Highlights and interpretation of the IPO system under the registration-based system

I. The main boards serve large-cap blue-chip enterprises and form a differentiated structure with other boards

The Draft Rules further clarify the positioning of the main boards, the STAR Market, and the ChiNext Market. Each board will present clearer multi-tiered and differentiated positioning to match enterprises of different development stages, business types, and industry characteristics. The details are as follows:

Matter

Main boards

STAR market

ChiNext market

BSE

Positioning

Highlight the features of the blue-chip market by prioritizing listing application support for enterprises with mature business models, stable performance, large scale and broad recognition.

Faces the frontiers of the world's science and technology, the major battlefield of the economy and the major needs of the country.

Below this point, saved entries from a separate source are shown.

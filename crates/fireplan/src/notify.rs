//! Outbound notification when a monitored job finishes.

use async_trait::async_trait;
use thiserror::Error;
use tracing::info;

use crate::error::MonitorError;
use crate::monitor::{ExportJob, JobState};

#[derive(Error, Debug)]
pub enum NotifyError {
    #[error("Failed to notify '{target}': {reason}")]
    Delivery { target: String, reason: String },
}

/// A message about a finished job.
#[derive(Debug, Clone, PartialEq, Eq)]
pub struct Notification {
    pub subject: String,
    pub body: String,
}

impl Notification {
    /// Describes the outcome of monitoring `job`.
    pub fn for_outcome(job: &ExportJob, outcome: &Result<JobState, MonitorError>) -> Self {
        match outcome {
            Ok(state) => Self {
                subject: format!("[fireplan] {} {}", job.deliverable, state),
                body: format!(
                    "Job {} for {} finished with state {}.{}",
                    job.handle,
                    job.deliverable,
                    state,
                    job.destination
                        .as_ref()
                        .map(|d| format!(" Output: {}", d))
                        .unwrap_or_default()
                ),
            },
            Err(error) => Self {
                subject: format!("[fireplan] {} {}", job.deliverable, job.state()),
                body: format!("Job {} for {}: {}", job.handle, job.deliverable, error),
            },
        }
    }
}

#[async_trait]
pub trait Notifier: Send + Sync {
    async fn send(&self, target: &str, notification: &Notification) -> Result<(), NotifyError>;
}

/// Logs the notification instead of delivering it.
pub struct LogNotifier;

#[async_trait]
impl Notifier for LogNotifier {
    async fn send(&self, target: &str, notification: &Notification) -> Result<(), NotifyError> {
        info!(
            target_address = target,
            subject = %notification.subject,
            "Notification: {}",
            notification.body
        );
        Ok(())
    }
}
use crate::catalog::{Category, DeliverableCatalog, DeliverableId};
use crate::provider::{ComputeRequest, DateRange, InputReference};

use super::config::PipelineConfig;
use super::context::PipelineContext;
use super::error::PipelineError;

/// Turns one plan step into the parameters of a compute call.
pub struct ComputeRequestBuilder<'a> {
    catalog: &'a DeliverableCatalog,
    config: &'a PipelineConfig,
}

impl<'a> ComputeRequestBuilder<'a> {
    pub fn new(catalog: &'a DeliverableCatalog, config: &'a PipelineConfig) -> Self {
        Self { catalog, config }
    }

    /// Builds the request for `id` from the run's request and the cached
    /// results of its dependencies.
    pub fn build(
        &self,
        ctx: &mut PipelineContext,
        id: DeliverableId,
    ) -> Result<ComputeRequest, PipelineError> {
        let deliverable = self.catalog.get(id);
        let name = deliverable.name();

        let mut inputs = Vec::with_capacity(deliverable.dependencies().len());
        for dep in deliverable.dependencies() {
            let dep_name = self.catalog.name_of(*dep);
            let output = ctx
                .cache
                .reuse(*dep)
                .cloned()
                .ok_or_else(|| PipelineError::MissingDependency {
                    deliverable: name.to_string(),
                    dependency: dep_name.to_string(),
                })?;
            inputs.push(InputReference {
                deliverable: dep_name.to_string(),
                output,
            });
        }

        let category = deliverable.category();
        let request = &ctx.request;
        Ok(ComputeRequest {
            run_id: ctx.run_id.clone(),
            deliverable: name.to_string(),
            category,
            region: request.region.geometry().clone(),
            pre_fire: DateRange::from(request.pre_fire()),
            post_fire: DateRange::from(request.post_fire()),
            mosaic_strategy: request.mosaic_strategy,
            cloud_threshold: request.cloud_threshold,
            inputs,
            destination: match category {
                Category::Scientific => self.config.destination_for(&ctx.run_id, name),
                _ => None,
            },
            thumbnail: match category {
                Category::Visual => Some(self.config.thumbnail.clone()),
                _ => None,
            },
        })
    }
}
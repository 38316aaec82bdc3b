//! Registry of deliverable definitions and their dependency edges.

pub mod deliverable;
pub mod registry;

pub use deliverable::{Category, Deliverable, DeliverableId};
pub use registry::{names, CatalogBuilder, DeliverableCatalog};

Prioritize enterprises that have core technologies, outstanding innovative capabilities, stable business models, and strong growth potential, and enjoy broad market recognition and good corporate images, which are also in line with national strategies and rely mainly on core technologies for production and operation.

Focuses on the state innovation-driven development strategy, adapt to the trend of development relying more on innovation, creation, and creativity, mainly services growth-oriented innovative and start-up enterprises, and supports the integration of traditional industries with new technologies, new industries, the new economy and new models.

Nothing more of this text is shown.